Roger Ulrich, a leading researcher on how nature, gardens, and art can lessen pain and stress, notes our predisposition to the soothing effects of nature, stating "We have a kind of biologically prepared disposition to respond favorably to nature because we evolved in nature. Nature was good to us, and we tend to respond positively to environments that were favorable to us." In 1993 Ulrich and his colleagues at Uppsala University Hospital in Sweden randomly assigned 160 heart surgery patients in the intensive care unit to one of six conditions: simulated “window views” of a large nature photograph (an open, tree-lined stream or a shadowy forest scene); one of two abstract paintings; a white panel; or a blank wall. Surveys afterward confirmed that patients who were assigned the water and tree scene were less anxious and needed fewer doses of strong pain medicine than those who looked at the darker forest photograph, abstract art, or no pictures at all.
Known as distraction therapy, the use of such nature-related sensory stimuli can be utilized for distraction and relaxation in the healthcare setting. In fact, researchers in healthcare are increasingly studying the effects of virtual reality (VR) as a form of distraction therapy, and its value during certain procedures or treatments. As one example, ChristianaCare’s Helen F. Graham Cancer Center & Research Institute is currently conducting research on the effects of a pre-treatment VR educational video on anxiety and perceived self-efficacy for first-time chemotherapy patients.
To conduct this research, ChristianaCare introduced distraction therapy to patients as they were administered chemotherapy. Patients could choose from scenes like a rainforest waterfall, a fall forest, or an alpine lake. “Our objective was to offer our patients a positive, relaxing distraction … an escape from the confinement of the chemotherapy infusion suite and boredom, anxiety, or discomfort they may associate with their chemotherapy treatment,“ says Cynthia D. Waddington, MSN, RN, AOCN, clinical Director of Cancer Programs at ChristianaCare’s Helen F. Graham Cancer Center & Research Institute.
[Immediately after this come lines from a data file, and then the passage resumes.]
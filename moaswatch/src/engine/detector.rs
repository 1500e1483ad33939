// moaswatch/src/engine/detector.rs
//
// Streaming MOAS detector, one instance per collector interval.
//
// For every announcement the origin (rightmost AS hop) is compared against the
// origins already seen for that prefix in this interval:
//
//   first origin for the prefix      → becomes the baseline, no event
//   origin already seen              → nothing
//   new origin, prefix already known → MOAS contribution: moas_count += 1 and
//                                      the origin is appended to the prefix's
//                                      event (seeded with the prior origins)
//
// moas_count therefore counts origin introductions, not affected prefixes:
// origins [A, B, C] contribute 2.
//
// Withdrawals and other element types are ignored. Announcements without a
// usable prefix or origin still count toward total_updates.

use std::collections::HashMap;

use chrono::{DateTime, Utc};
use tracing::debug;

use crate::events::{Announcement, Asn, IntervalId, IntervalSummary, MoasEvent, RecordKind};

pub struct MoasDetector {
    interval:      IntervalId,
    end:           DateTime<Utc>,
    origins:       HashMap<String, Vec<Asn>>, // prefix → origins in insertion order
    events:        Vec<MoasEvent>,
    event_idx:     HashMap<String, usize>,    // prefix → position in `events`
    total_updates: u64,
    moas_count:    u64,
    malformed:     u64,
}

impl MoasDetector {
    pub fn new(interval: IntervalId, end: DateTime<Utc>) -> Self {
        Self {
            interval,
            end,
            origins:       HashMap::new(),
            events:        Vec::new(),
            event_idx:     HashMap::new(),
            total_updates: 0,
            moas_count:    0,
            malformed:     0,
        }
    }

    pub fn observe(&mut self, record: &Announcement) {
        if record.kind != RecordKind::Announcement {
            return;
        }
        self.total_updates += 1;

        let prefix = match record.prefix.as_deref().map(str::trim) {
            Some(p) if !p.is_empty() => p,
            _ => {
                self.malformed += 1;
                return;
            }
        };
        let origin = match record.origin() {
            Some(o) => o,
            None => {
                self.malformed += 1;
                return;
            }
        };

        let seen = self.origins.entry(prefix.to_string()).or_default();
        if seen.contains(&origin) {
            return;
        }

        if !seen.is_empty() {
            self.moas_count += 1;
            let idx = match self.event_idx.get(prefix) {
                Some(&i) => i,
                None => {
                    self.events.push(MoasEvent { prefix: prefix.to_string(), origins: seen.clone() });
                    self.event_idx.insert(prefix.to_string(), self.events.len() - 1);
                    self.events.len() - 1
                }
            };
            self.events[idx].origins.push(origin);
            debug!("MOAS {} new_origin={} origins={:?}", prefix, origin, self.events[idx].origins);
        }
        seen.push(origin);
    }

    /// Announcements counted in total_updates but unusable for origin tracking.
    pub fn malformed(&self) -> u64 {
        self.malformed
    }

    pub fn finish(self) -> IntervalSummary {
        IntervalSummary {
            interval:      self.interval,
            end:           self.end,
            total_updates: self.total_updates,
            moas_count:    self.moas_count,
            moas_events:   self.events,
        }
    }
}

/// Run the detector over one interval's announcement stream.
pub fn detect<I>(interval: IntervalId, end: DateTime<Utc>, stream: I) -> IntervalSummary
where
    I: IntoIterator<Item = Announcement>,
{
    let mut detector = MoasDetector::new(interval, end);
    for record in stream {
        detector.observe(&record);
    }
    detector.finish()
}

#[cfg(test)]
mod tests {
    use super::*;
    use chrono::{Duration, TimeZone};

    fn interval() -> (IntervalId, DateTime<Utc>) {
        let start = Utc.with_ymd_and_hms(2017, 7, 1, 0, 0, 0).unwrap();
        (IntervalId::new("route-views2", start), start + Duration::hours(2))
    }

    fn run(records: Vec<Announcement>) -> IntervalSummary {
        let (id, end) = interval();
        detect(id, end, records)
    }

    #[test]
    fn distinct_prefixes_produce_no_events() {
        let records: Vec<_> = (0..50)
            .map(|i| Announcement::new(&format!("10.{}.0.0/16", i), "3356 64500"))
            .collect();
        let s = run(records);
        assert_eq!(s.total_updates, 50);
        assert_eq!(s.moas_count, 0);
        assert!(s.moas_events.is_empty());
    }

    #[test]
    fn three_origins_contribute_two() {
        let s = run(vec![
            Announcement::new("10.0.0.0/24", "3356 100"),
            Announcement::new("10.0.0.0/24", "1299 200"),
            Announcement::new("10.0.0.0/24", "174 100"),
            Announcement::new("10.0.0.0/24", "6939 300"),
        ]);
        assert_eq!(s.total_updates, 4);
        assert_eq!(s.moas_count, 2);
        assert_eq!(s.origins_for("10.0.0.0/24"), Some(&[Asn(100), Asn(200), Asn(300)][..]));
    }

    #[test]
    fn events_keep_first_conflict_order() {
        let s = run(vec![
            Announcement::new("192.0.2.0/24", "1 10"),
            Announcement::new("198.51.100.0/24", "1 20"),
            Announcement::new("198.51.100.0/24", "1 21"),
            Announcement::new("192.0.2.0/24", "1 11"),
        ]);
        let prefixes: Vec<_> = s.moas_events.iter().map(|e| e.prefix.as_str()).collect();
        assert_eq!(prefixes, vec!["198.51.100.0/24", "192.0.2.0/24"]);
    }

    #[test]
    fn malformed_announcements_count_but_do_not_track() {
        let (id, end) = interval();
        let mut d = MoasDetector::new(id, end);
        d.observe(&Announcement { kind: RecordKind::Announcement, prefix: None, as_path: Some("1 2".into()) });
        d.observe(&Announcement { kind: RecordKind::Announcement, prefix: Some("10.0.0.0/8".into()), as_path: None });
        d.observe(&Announcement::new("10.0.0.0/8", "1 {2,3}"));
        d.observe(&Announcement::new("10.0.0.0/8", "1 2"));
        assert_eq!(d.malformed(), 3);
        let s = d.finish();
        assert_eq!(s.total_updates, 4);
        assert_eq!(s.moas_count, 0);
    }

    #[test]
    fn withdrawals_are_ignored() {
        let s = run(vec![
            Announcement::new("10.0.0.0/24", "1 100"),
            Announcement { kind: RecordKind::Withdrawal, prefix: Some("10.0.0.0/24".into()), as_path: Some("1 200".into()) },
        ]);
        assert_eq!(s.total_updates, 1);
        assert_eq!(s.moas_count, 0);
    }

    #[test]
    fn rerun_is_identical() {
        let records = vec![
            Announcement::new("10.0.0.0/24", "1 100"),
            Announcement::new("10.0.0.0/24", "1 200"),
            Announcement::new("10.1.0.0/24", "1 300"),
            Announcement::new("10.1.0.0/24", "1 400"),
        ];
        assert_eq!(run(records.clone()), run(records));
    }
}
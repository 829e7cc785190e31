//! Observability hook injected into engine components.
//!
//! The engine never depends on a metrics backend directly; it reports
//! through this trait and the binary decides what, if anything, records it.

/// Receiver for engine events worth counting.
pub trait MetricsSink: Send + Sync {
    /// A reconciliation pass finished with `outcome` (e.g. "noop", "executed").
    fn reconcile(&self, symbol: &str, mode: &str, outcome: &str);

    /// Orders placed and cancelled by one pass.
    fn orders_churned(&self, symbol: &str, placed: usize, cancelled: usize);

    /// Planner counters after a planning cycle.
    fn planner_stats(&self, symbol: &str, total_updates: u64, action_updates: u64, saved: u64);

    /// A fill was detected on `channel` ("stream" or "poll").
    fn fill_detected(&self, symbol: &str, channel: &str);

    /// Recovery mode toggled.
    fn recovery_state(&self, symbol: &str, in_recovery: bool);

    /// Current quote spreads.
    fn spreads(&self, symbol: &str, buy_spread: f64, sell_spread: f64);
}

/// Sink that drops everything.
#[derive(Debug, Default, Clone, Copy)]
pub struct NoopSink;

impl MetricsSink for NoopSink {
    fn reconcile(&self, _symbol: &str, _mode: &str, _outcome: &str) {}

    fn orders_churned(&self, _symbol: &str, _placed: usize, _cancelled: usize) {}

    fn planner_stats(&self, _symbol: &str, _total: u64, _action: u64, _saved: u64) {}

    fn fill_detected(&self, _symbol: &str, _channel: &str) {}

    fn recovery_state(&self, _symbol: &str, _in_recovery: bool) {}

    fn spreads(&self, _symbol: &str, _buy_spread: f64, _sell_spread: f64) {}
}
This past summer, after patients expressed a desire to view local scenes during treatment, ChristianaCare hired NAPCO Video of Philadelphia to capture footage at Longwood Gardens to show to patients via VR while receiving chemotherapy. NAPCO captured the sights and sounds of Longwood’s Main Fountain Garden, Meadow Garden, Italian Water Garden, Conservatory, and other spaces to transport guests to Longwood—directly from the chemotherapy infusion suite—through the use of an Oculus Rift VR headset. The use of VR during treatment is meant to decrease the anxiety that comes with receiving chemotherapy, allowing patients to immerse themselves in places outside the cancer center.
“We are able to create location-based, theme-specific footage that goes beyond the limited, expensive stock 360-degree footage that already exists,” shared NAPCO Director of Video Services John Gelety. “We are adding a sense of interactivity with locations that the patient may feel at peace in a way that feels real, whether it be surrounded by the wild nature in Longwood’s Meadow Garden or immersed in the Italian Water Garden. It’s amazing how you can trick the mind into experiencing something based on camera placement and length. It’s escapism from the daily momentum of life,” added Gelety.
Scenes at Longwood are currently in post-production and will soon be incorporated in the locations from which patients can choose to view.